Delivering the Northern Ireland Executive’s 40% renewable electricity target by 2020 is already providing significant investment and job creation for NI. The most recent evidence for this is SSE’s 73MW Slieve Kirk Wind Park in Co. Londonderry which formally opened yesterday.

Delivered at a total capital investment of £125million, £36 million of this was spent with 75 local companies, all based within a 55 mile radius of the site.  These include small local family-owned firms, sole-traders, specialist engineering and environmental enterprises.

Adding to this local investment Slieve Kirk Wind Park will deliver a significant long-term financial legacy for the region spending a further £18.5m over the next 25 years.  This includes commercial rates payments to local councils to fund existing services and improved infrastructure, as well as landowner lease payments and community funding. That brings the total benefit to the region from the new wind farm to a minimum of £55m over its lifetime.

Examples like this provide clear and demonstrable evidence of the local and regional economic and environmental benefits of harnessing energy from wind.
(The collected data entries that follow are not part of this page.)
//! Snappager Core Library
//!
//! Userfaultfd demand-paging engine for restoring microVM snapshots.
//! Provides the kernel ABI codec, the handshake with the hypervisor,
//! per-VM fault handlers, shared page population (eager or lazy from a
//! content-addressed chunk store) and the poll-driven runtime.

pub mod chunk;
pub mod config;
pub mod error;
pub mod handler;
pub mod handshake;
pub mod memory;
pub mod pager;
pub mod reactor;
pub mod runtime;
pub mod tracer;
pub mod types;
pub mod uffd;
pub mod working_set;

// Re-export commonly used types
pub use chunk::{ChunkCache, ChunkStore, DirChunkStore};
pub use config::{ConfigLoader, PagerConfig, RawPagerConfig};
pub use error::{HandshakeError, HardValidationError, PagerError, PagerResult};
pub use handler::UffdHandler;
pub use pager::{BackingSource, PageOperations};
pub use runtime::{start_uffd_handler, start_uffd_handler_with_peer, PeerProcess, Runtime};
pub use tracer::PageFaultTracer;
pub use types::{ChunkHash, PageSize, Region};
pub use working_set::WorkingSet;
Meeting the Executive’s 2020 renewable targets will require almost three times the current investment. Doing so will reduce Northern Ireland’s dependence on costly fossil fuels and provide a long term sustainable energy supply to homes and businesses. It will also bring local employment and benefits.

However, if Northern Ireland is to realise ths economic opportunity communities at a local level must also see the benefit. This can only be achieved through open and sincere community engagement and through local employment and investment.

SSE Airtricity’s Community Fund is an example of this community investment. Since 2008 we have invested £450,000 into 230 projects beside our Northern Ireland wind farms. These projects have improved energy efficiency and supported rural clubs and groups. This demonstrates communities living and working in areas with a strong renewable resource can realise its benefits directly. However, only by maintaining an open dialogue with communities can we continue to realise the full potential of renewable energy for the economy and wider society.

About the author

David Manning Director of Corporate Affairs (Ireland)

David Manning is Director of Corporate Affairs for SSE Ireland and is responsible for SSE’s corporate communications, public affairs, community, and research and development programmes in Ireland. Previously Head of Public Affairs for SSE Ireland, David joined the company in July 2008 from the Irish Business Employers Confederation where he was Head of Energy Policy. He has worked in the areas of energy and environment policy for over a decade.